Saint-Aubin 1er Cru La Chatenière 2022
L'un des plus beaux climats de Saint-Aubin, 100 % chardonnay, issu de vignes de plus de cinquante ans. Le nez, raffiné, mêle la poire et la pêche blanche à la noisette grillée, à la pâtisserie beurrée et à une élégante note de pierre à fusil. La bouche, moyennement à pleinement corsée, déploie un cœur charnu et complexe, ciselé par une acidité vive et une salinité minérale, vers une longue finale crayeuse. Un grand blanc, précis et profond, promis à une belle garde.

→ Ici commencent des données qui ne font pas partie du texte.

use colored::Colorize;

use crate::cli::commands::list::format_minutes;
use crate::cli::commands::store_helpers::{self, StoreOptions};
use crate::cli::{context, output};
use crate::config::app_config::Backend;
use crate::core::errors::Result;
use crate::core::services::activity_service::total_minutes;

/// Execute the `actman status` command.
///
/// Displays the configured backend, where activities live and a
/// summary of what is stored.
pub fn execute(opts: &StoreOptions) -> Result<()> {
    let project = context::project();
    let session = store_helpers::open(opts)?;
    let config = &session.config;

    output::header(&format!("actman v{}", env!("CARGO_PKG_VERSION")));
    println!("  Backend: {}", session.backend.to_string().cyan());
    println!("  Config: {}", project.config_file().display());

    match session.backend {
        Backend::Local => {
            println!("  Store: {}", config.local_path(project.root()).display());
        }
        Backend::Remote => {
            let remote = config.remote.clone().unwrap_or_default();
            let url = opts
                .remote_url
                .clone()
                .or(remote.url)
                .unwrap_or_else(|| "—".to_string());
            println!("  Store: {url} (table {})", remote.table);
        }
    }
    println!("  Page size: {}", config.actman.page_size);

    let records = session.service.activities();
    println!("\n{}", "  Activities".bold());
    if records.is_empty() {
        output::warning("Nothing logged yet. Run 'actman add' to log your first activity.");
        return Ok(());
    }

    // Snapshot is newest first.
    let newest = records.first().map(|r| r.date);
    let oldest = records.last().map(|r| r.date);
    output::success(&format!("{} activities", records.len()));
    if let (Some(oldest), Some(newest)) = (oldest, newest) {
        output::success(&format!("From {oldest} to {newest}"));
    }
    output::success(&format!(
        "Total logged: {}",
        format_minutes(total_minutes(records))
    ));
    Ok(())
}
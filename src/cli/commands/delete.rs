use std::io::{self, BufRead, Write};

use crate::cli::commands::store_helpers::{self, StoreOptions};
use crate::cli::output;
use crate::core::errors::Result;

/// Execute the `actman delete` command.
///
/// Asks for confirmation unless `--yes` is given. Deleting an id that
/// does not exist is reported but is not an error.
pub fn execute(opts: &StoreOptions, id: &str, yes: bool) -> Result<()> {
    let mut session = store_helpers::open(opts)?;

    if let Some(record) = session.service.get(id) {
        if !yes {
            print!(
                "  Delete {} min on {} ({}, {})? [y/N]: ",
                record.duration, record.card_number, record.responsible, record.date
            );
            io::stdout().flush()?;

            let mut input = String::new();
            io::stdin().lock().read_line(&mut input)?;
            let answer = input.trim().to_lowercase();
            if answer != "y" && answer != "yes" {
                output::warning("Deletion cancelled");
                return Ok(());
            }
        }
    }

    let existed = store_helpers::with_spinner(session.backend, "Deleting activity...", || {
        session.service.remove(id)
    })?;

    if existed {
        output::success(&format!("Deleted activity {id}"));
    } else {
        output::warning(&format!("No activity with id {id}; nothing to delete"));
    }
    Ok(())
}
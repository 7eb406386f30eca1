use std::sync::atomic::{AtomicBool, Ordering};
use std::time::Duration;

use colored::Colorize;
use indicatif::{ProgressBar, ProgressStyle};

static QUIET: AtomicBool = AtomicBool::new(false);

/// Suppress everything but errors and requested data.
pub fn set_quiet(quiet: bool) {
    QUIET.store(quiet, Ordering::Relaxed);
}

fn quiet() -> bool {
    QUIET.load(Ordering::Relaxed)
}

/// Print a success message.
pub fn success(msg: &str) {
    if !quiet() {
        println!("  {} {}", "✓".green(), msg);
    }
}

/// Print a warning message.
pub fn warning(msg: &str) {
    if !quiet() {
        println!("  {} {}", "⚠".yellow(), msg);
    }
}

/// Print an error message.
pub fn error(msg: &str) {
    eprintln!("  {} {}", "✗".red(), msg);
}

/// Print a header line.
pub fn header(msg: &str) {
    if !quiet() {
        println!("\n{}", msg.bold());
    }
}

/// Start a spinner for a slow operation. Hidden in quiet mode.
pub fn spinner(msg: &str) -> ProgressBar {
    if quiet() {
        return ProgressBar::hidden();
    }
    let sp = ProgressBar::new_spinner();
    sp.set_style(
        ProgressStyle::with_template("  {spinner:.cyan} {msg}")
            .unwrap_or_else(|_| ProgressStyle::default_spinner()),
    );
    sp.set_message(msg.to_string());
    sp.enable_steady_tick(Duration::from_millis(80));
    sp
}

/// Stop a spinner, leaving no trace on the terminal.
pub fn clear_spinner(sp: ProgressBar) {
    sp.finish_and_clear();
}
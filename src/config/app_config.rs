use serde::{Deserialize, Serialize};
use std::path::{Path, PathBuf};
use std::time::Duration;

use crate::core::errors::{ActivityError, Result};
use crate::core::services::pagination::DEFAULT_PAGE_SIZE;

/// Name of the configuration file inside the actman directory.
pub const CONFIG_FILE: &str = "config.toml";

/// Current format version supported by this build of actman.
pub const CURRENT_FORMAT_VERSION: u32 = 1;

/// Which persistence backend to use.
#[derive(Debug, Clone, Copy, PartialEq, Eq, Serialize, Deserialize, clap::ValueEnum)]
#[serde(rename_all = "lowercase")]
pub enum Backend {
    /// JSON file next to the configuration
    Local,
    /// Hosted PostgREST-compatible database
    Remote,
}

impl std::fmt::Display for Backend {
    fn fmt(&self, f: &mut std::fmt::Formatter<'_>) -> std::fmt::Result {
        match self {
            Self::Local => write!(f, "local"),
            Self::Remote => write!(f, "remote"),
        }
    }
}

/// Top-level configuration read from `.actman/config.toml`.
#[derive(Debug, Clone, Serialize, Deserialize)]
pub struct AppConfig {
    pub actman: ActmanSection,
    #[serde(default)]
    pub local: LocalSection,
    pub remote: Option<RemoteSection>,
}

impl AppConfig {
    /// Defaults written by `actman init`.
    pub fn new(backend: Backend, remote: Option<RemoteSection>) -> Self {
        Self {
            actman: ActmanSection {
                version: env!("CARGO_PKG_VERSION").to_string(),
                format_version: CURRENT_FORMAT_VERSION,
                backend,
                page_size: DEFAULT_PAGE_SIZE,
            },
            local: LocalSection::default(),
            remote,
        }
    }

    /// Load the configuration from `{dir}/config.toml`.
    pub fn load(dir: &Path) -> Result<Self> {
        let config_path = dir.join(CONFIG_FILE);
        if !config_path.exists() {
            return Err(ActivityError::NotInitialized { path: config_path });
        }
        let content = std::fs::read_to_string(&config_path)?;
        Self::parse(&content)
    }

    /// Parse and validate configuration text.
    pub fn parse(content: &str) -> Result<Self> {
        let config: Self = toml::from_str(content).map_err(|e| ActivityError::InvalidConfig {
            detail: format!("Failed to parse {CONFIG_FILE}: {e}"),
        })?;

        if config.actman.format_version > CURRENT_FORMAT_VERSION {
            return Err(ActivityError::FormatVersionTooNew {
                project_version: config.actman.format_version,
                supported_version: CURRENT_FORMAT_VERSION,
            });
        }

        if config.actman.page_size == 0 {
            return Err(ActivityError::InvalidConfig {
                detail: "page_size must be 1 or greater".into(),
            });
        }

        if config.remote.as_ref().is_some_and(|r| r.timeout_secs == 0) {
            return Err(ActivityError::InvalidConfig {
                detail: "[remote] timeout_secs must be 1 or greater".into(),
            });
        }

        validate_simple_filename(&config.local.file)?;

        Ok(config)
    }

    /// Serialize and write to `{dir}/config.toml`.
    pub fn save(&self, dir: &Path) -> Result<()> {
        let content = toml::to_string_pretty(self).map_err(|e| ActivityError::InvalidConfig {
            detail: format!("Failed to serialize configuration: {e}"),
        })?;
        std::fs::write(dir.join(CONFIG_FILE), content)?;
        Ok(())
    }

    /// Path of the local activity file.
    pub fn local_path(&self, dir: &Path) -> PathBuf {
        dir.join(&self.local.file)
    }
}

/// The `[actman]` section.
#[derive(Debug, Clone, Serialize, Deserialize)]
pub struct ActmanSection {
    pub version: String,
    /// Format version for backward compatibility. Defaults to 1 if missing.
    #[serde(default = "default_format_version")]
    pub format_version: u32,
    pub backend: Backend,
    #[serde(default = "default_page_size")]
    pub page_size: usize,
}

fn default_format_version() -> u32 {
    1
}

fn default_page_size() -> usize {
    DEFAULT_PAGE_SIZE
}

/// The `[local]` section.
#[derive(Debug, Clone, Serialize, Deserialize)]
pub struct LocalSection {
    pub file: String,
}

impl Default for LocalSection {
    fn default() -> Self {
        Self {
            file: "activities.json".to_string(),
        }
    }
}

/// The `[remote]` section. The key is never stored here; it comes from
/// `ACTMAN_REMOTE_KEY`.
#[derive(Debug, Clone, Serialize, Deserialize)]
pub struct RemoteSection {
    pub url: Option<String>,
    #[serde(default = "default_table")]
    pub table: String,
    #[serde(default = "default_timeout_secs")]
    pub timeout_secs: u64,
}

impl RemoteSection {
    pub fn timeout(&self) -> Duration {
        Duration::from_secs(self.timeout_secs)
    }
}

impl Default for RemoteSection {
    fn default() -> Self {
        Self {
            url: None,
            table: default_table(),
            timeout_secs: default_timeout_secs(),
        }
    }
}

fn default_table() -> String {
    "activities".to_string()
}

fn default_timeout_secs() -> u64 {
    30
}

/// Reject file names that would escape the actman directory.
fn validate_simple_filename(name: &str) -> Result<()> {
    let invalid = name.is_empty()
        || name.contains('/')
        || name.contains('\\')
        || name == "."
        || name == "..";
    if invalid {
        return Err(ActivityError::InvalidConfig {
            detail: format!("[local] file must be a plain file name, got '{name}'"),
        });
    }
    Ok(())
}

Perchée sur le haut du coteau, au nord de l'appellation et tout près des grands climats de Puligny et Chassagne, La Chatenière donne des chardonnays racés et minéraux. Pierre-Yves Colin-Morey, référence du blanc bourguignon (négoce dès 2001, domaine autonome avec Caroline Morey en 2005), y appose sa patte : élevage long, peu de bois neuf et la fameuse capsule de cire qui préserve l'éclat du vin. Le climat regarde le sud-est et culmine à plus de trois cents mètres : la maturité y arrive tard.
NOUS L’AVONS CHOISI POUR
Une belle occasion qui ne dit pas son nom : homard ou volaille à la crème, et la Chatenière qui élève le niveau dès le premier verre. Saint-Aubin fut longtemps le parent pauvre des blancs de la Côte : lui l'a sorti de l'ombre.
La Chatenière de Pierre-Yves Colin-Morey : l'un des plus beaux climats de Saint-Aubin, vieilles vignes ; raffiné et tendu. Il s'accordera très bien avec :
- Saint-jacques : l'accord saint-aubinois par excellence.
- Poissons fins : daurade, bar vapeur.
- Volaille à la crème légère : champignons de Paris frais.
- Crustacés : crabe, langoustines.
- Comté et chèvres secs : au plateau.
À éviter : de le prendre pour un second rôle ; Saint-Aubin joue désormais premier violon.
Nous avons confiance en vous. Consommez nos vins avec modération.
| Producteur: Pierre-Yves Colin-Morey |
Pierre-Yves Colin-Morey
Depuis 2005, Pierre-Yves Colin et Caroline Morey signent leurs vins depuis Chassagne-Montrachet. La méthode est devenue une école : fûts de trois cent cinquante litres, aucun bâtonnage, élevages longs, mise tardive et bouchon scellé à la cire.
Le style se reconnaît à l'aveugle : réduction noble, pointe fumée, tension saline qui ne retombe pas. Il s'applique aussi bien au Bâtard-Montrachet, grand cru de douze hectares à cheval sur Puligny et Chassagne, qu'au village le plus modeste.
C'est pourtant Saint-Aubin qui a fait leur réputation : En Remilly grimpe sur le coteau qui regarde Le Montrachet, à quelques mètres de la frontière ; Les Champlots monte à la limite de Puligny ; Hommage à Marguerite, née d'une parcelle unique et produite en quantités minuscules, est dédiée à la mémoire familiale. Ils ont hissé un village d'attente au rang des blancs cultes : un style imité partout, égalé nulle part.